:: Data listing

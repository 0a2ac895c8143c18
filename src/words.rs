use std::collections::HashMap;
use std::fs;
use std::path::Path;
use std::sync::LazyLock;

use anyhow::{Context, Result};
use regex::Regex;

// "comb. form." is the only two-word part-of-speech tag, so it is matched
// ahead of the plain alphabetic runs.
static POS_TAG_RE: LazyLock<Regex> =
    LazyLock::new(|| Regex::new(r"comb\. form\.|[A-Za-z]+").unwrap());
static SUPERSCRIPT_RE: LazyLock<Regex> = LazyLock::new(|| Regex::new(r"[⁰¹²³⁴⁵⁶⁷⁸⁹]").unwrap());

/// One dictionary headword, merged across every page it appeared on.
#[derive(Debug, Clone, PartialEq)]
pub struct WordRecord {
    pub text: String,
    pub snippet: String,
    pub parts_of_speech: String,
}

/// Deduplicated words, iterable in first-seen (crawl) order.
pub struct WordMap {
    index: HashMap<String, usize>,
    records: Vec<WordRecord>,
}

impl WordMap {
    fn new() -> Self {
        Self {
            index: HashMap::new(),
            records: Vec::new(),
        }
    }

    pub fn len(&self) -> usize {
        self.records.len()
    }

    pub fn is_empty(&self) -> bool {
        self.records.is_empty()
    }

    pub fn get(&self, text: &str) -> Option<&WordRecord> {
        self.index.get(text).map(|&i| &self.records[i])
    }

    pub fn iter(&self) -> impl Iterator<Item = &WordRecord> {
        self.records.iter()
    }

    /// Merge policy: snippets always concatenate with `|` in arrival order;
    /// parts of speech do the same, except that empty incoming values add
    /// nothing.
    fn insert_or_merge(&mut self, text: &str, snippet: &str, raw_parts: &str) {
        if let Some(&i) = self.index.get(text) {
            let existing = &mut self.records[i];
            existing.snippet.push('|');
            existing.snippet.push_str(snippet);

            let parts = normalize_parts_of_speech(raw_parts);
            if !parts.is_empty() {
                if !existing.parts_of_speech.is_empty() {
                    existing.parts_of_speech.push('|');
                }
                existing.parts_of_speech.push_str(&parts);
            }
            return;
        }

        self.index.insert(text.to_string(), self.records.len());
        self.records.push(WordRecord {
            text: text.to_string(),
            snippet: snippet.to_string(),
            parts_of_speech: normalize_parts_of_speech(raw_parts),
        });
    }
}

/// Data-quality counts over a loaded log.
pub struct LoadReport {
    pub total: usize,
    pub no_snippet: usize,
    pub no_parts_of_speech: usize,
    pub malformed: usize,
}

impl LoadReport {
    pub fn print(&self) {
        println!(
            "Found {} words, {} without snippets, {} without parts of speech",
            self.total, self.no_snippet, self.no_parts_of_speech
        );
        if self.malformed > 0 {
            println!("Skipped {} malformed rows", self.malformed);
        }
    }
}

/// Read the whole append log and fold it into one record per headword.
///
/// Rows without exactly four fields are dropped and counted. The report's
/// three counts are computed from the finished map, so they always agree
/// with what the exporters will see.
pub fn load_words(path: &Path, delimiter: &str) -> Result<(WordMap, LoadReport)> {
    anyhow::ensure!(!delimiter.is_empty(), "Delimiter must not be empty");
    let contents =
        fs::read_to_string(path).with_context(|| format!("Failed to read {}", path.display()))?;

    let mut map = WordMap::new();
    let mut malformed = 0usize;

    for line in contents.lines() {
        if line.is_empty() {
            continue;
        }
        let fields = split_fields(line, delimiter);
        if fields.len() != 4 {
            malformed += 1;
            continue;
        }
        // fields[0] is the page number the row was scraped from; the merge
        // key is the word text alone.
        map.insert_or_merge(&fields[1], &fields[2], &fields[3]);
    }

    let report = LoadReport {
        total: map.len(),
        no_snippet: map.iter().filter(|w| w.snippet.is_empty()).count(),
        no_parts_of_speech: map.iter().filter(|w| w.parts_of_speech.is_empty()).count(),
        malformed,
    };

    Ok((map, report))
}

/// Split one log line on the delimiter, honoring the quote wrapping applied
/// to snippets at extraction time: a field that opens with `"` runs to its
/// closing quote and is unwrapped. Inner quotes were normalized to `'`
/// before writing, so no escaping exists inside a quoted field.
fn split_fields(line: &str, delimiter: &str) -> Vec<String> {
    let mut fields = Vec::new();
    let mut rest = line;

    loop {
        if let Some(inner) = rest.strip_prefix('"') {
            if let Some(end) = inner.find('"') {
                fields.push(inner[..end].to_string());
                rest = &inner[end + 1..];
                if rest.is_empty() {
                    return fields;
                }
                match rest.strip_prefix(delimiter) {
                    Some(r) => {
                        rest = r;
                        continue;
                    }
                    None => {
                        // Garbage after a closing quote; surface the row as
                        // malformed by keeping the leftover as its own field.
                        fields.push(rest.to_string());
                        return fields;
                    }
                }
            }
            // Unterminated quote: fall through and split it like plain text.
        }

        match rest.find(delimiter) {
            Some(i) => {
                fields.push(rest[..i].to_string());
                rest = &rest[i + delimiter.len()..];
            }
            None => {
                fields.push(rest.to_string());
                return fields;
            }
        }
    }
}

/// Tokenize a raw part-of-speech string into clean `|`-joined tags, dropping
/// superscript digit decorations.
pub fn normalize_parts_of_speech(raw: &str) -> String {
    let cleaned = SUPERSCRIPT_RE.replace_all(raw, "");
    POS_TAG_RE
        .find_iter(&cleaned)
        .map(|m| m.as_str())
        .collect::<Vec<_>>()
        .join("|")
}

// ── Tests ──

#[cfg(test)]
mod tests {
    use super::*;
    use std::io::Write;

    fn write_log(lines: &[&str]) -> tempfile::NamedTempFile {
        let mut file = tempfile::NamedTempFile::new().unwrap();
        for line in lines {
            writeln!(file, "{}", line).unwrap();
        }
        file
    }

    #[test]
    fn loads_and_unwraps_quoted_snippets() {
        let file = write_log(&["1,run,\"a quick run\",verb"]);
        let (map, report) = load_words(file.path(), ",").unwrap();
        assert_eq!(report.total, 1);
        let run = map.get("run").unwrap();
        assert_eq!(run.snippet, "a quick run");
        assert_eq!(run.parts_of_speech, "verb");
    }

    #[test]
    fn comma_inside_quoted_snippet_stays_one_field() {
        let file = write_log(&["1,tea,\"a drink, hot or cold\",noun"]);
        let (map, report) = load_words(file.path(), ",").unwrap();
        assert_eq!(report.malformed, 0);
        assert_eq!(map.get("tea").unwrap().snippet, "a drink, hot or cold");
    }

    #[test]
    fn legacy_delimiter_round_trips() {
        let file = write_log(&["12~~set~~\"to place, put\"~~noun"]);
        let (map, report) = load_words(file.path(), "~~").unwrap();
        assert_eq!(report.malformed, 0);
        assert_eq!(map.get("set").unwrap().snippet, "to place, put");
    }

    #[test]
    fn duplicate_words_merge_into_one_record() {
        let file = write_log(&[
            "1,run,\"first sense\",verb",
            "2,run,\"second sense\",noun",
        ]);
        let (map, report) = load_words(file.path(), ",").unwrap();
        assert_eq!(report.total, 1);
        let run = map.get("run").unwrap();
        assert_eq!(run.snippet, "first sense|second sense");
        assert_eq!(run.parts_of_speech, "verb|noun");
    }

    #[test]
    fn malformed_rows_are_counted_and_dropped() {
        let file = write_log(&[
            "1,ok,\"fine\",noun",
            "not a row",
            "1,too,many,fields,here",
        ]);
        let (map, report) = load_words(file.path(), ",").unwrap();
        assert_eq!(report.total, 1);
        assert_eq!(report.malformed, 2);
        assert!(map.get("ok").is_some());
    }

    #[test]
    fn report_counts_match_the_map() {
        let file = write_log(&[
            "1,alpha,\"\",noun",
            "1,beta,\"has snippet\",",
            "2,gamma,\"\",",
        ]);
        let (map, report) = load_words(file.path(), ",").unwrap();
        assert_eq!(report.total, 3);
        assert_eq!(report.no_snippet, map.iter().filter(|w| w.snippet.is_empty()).count());
        assert_eq!(report.no_snippet, 2);
        assert_eq!(report.no_parts_of_speech, 2);
    }

    #[test]
    fn iteration_preserves_first_seen_order() {
        let file = write_log(&[
            "1,zebra,\"z\",noun",
            "1,apple,\"a\",noun",
            "2,zebra,\"again\",noun",
        ]);
        let (map, _) = load_words(file.path(), ",").unwrap();
        let order: Vec<&str> = map.iter().map(|w| w.text.as_str()).collect();
        assert_eq!(order, vec!["zebra", "apple"]);
    }

    #[test]
    fn append_then_load_round_trips() {
        use crate::extract::PageWords;
        use crate::store::AppendLog;

        let dir = tempfile::tempdir().unwrap();
        let log = AppendLog::new(dir.path().join("words.txt"), ",");
        log.append(
            1,
            &PageWords {
                words: vec!["run".into()],
                // As written by extraction: inner quotes normalized, wrapped.
                snippets: vec!["\"say 'go', then run\"".into()],
                parts_of_speech: vec!["verb, noun".into()],
            },
        )
        .unwrap();

        let (map, report) = load_words(log.path(), ",").unwrap();
        assert_eq!(report.malformed, 0);
        let run = map.get("run").unwrap();
        assert_eq!(run.snippet, "say 'go', then run");
        assert_eq!(run.parts_of_speech, "verb|noun");
    }

    #[test]
    fn parts_of_speech_are_tokenized_and_cleaned() {
        assert_eq!(normalize_parts_of_speech("verb, noun"), "verb|noun");
        assert_eq!(normalize_parts_of_speech("comb. form."), "comb. form.");
        assert_eq!(normalize_parts_of_speech("n.¹"), "n");
        assert_eq!(normalize_parts_of_speech(""), "");
        assert_eq!(
            normalize_parts_of_speech("adj. & comb. form."),
            "adj|comb. form."
        );
    }
}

::::

§ Instructions to follow:
List all lines from the entries that include the word "verb".

§ Task result:
        let file = write_log(&["1,run,\"a quick run\",verb"]);
        assert_eq!(run.parts_of_speech, "verb");
            "1,run,\"first sense\",verb",
        assert_eq!(run.parts_of_speech, "verb|noun");
                parts_of_speech: vec!["verb, noun".into()],
        assert_eq!(run.parts_of_speech, "verb|noun");
        assert_eq!(normalize_parts_of_speech("verb, noun"), "verb|noun");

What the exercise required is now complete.